::: Extracted information :::

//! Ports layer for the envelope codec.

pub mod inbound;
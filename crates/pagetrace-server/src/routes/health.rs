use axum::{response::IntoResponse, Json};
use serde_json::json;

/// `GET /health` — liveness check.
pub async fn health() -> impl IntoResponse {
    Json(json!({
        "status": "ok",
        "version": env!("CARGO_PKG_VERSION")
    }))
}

:::

Activity: The answer is a portion of the data. Write out exactly the line with "filename crates/pagetrace-server/src/routes/health.rs" and all lines after it.

Exercise answer:
filename crates/pagetrace-server/src/routes/health.rs
use axum::{response::IntoResponse, Json};
use serde_json::json;

/// `GET /health` — liveness check.
pub async fn health() -> impl IntoResponse {
    Json(json!({
        "status": "ok",
        "version": env!("CARGO_PKG_VERSION")
    }))
}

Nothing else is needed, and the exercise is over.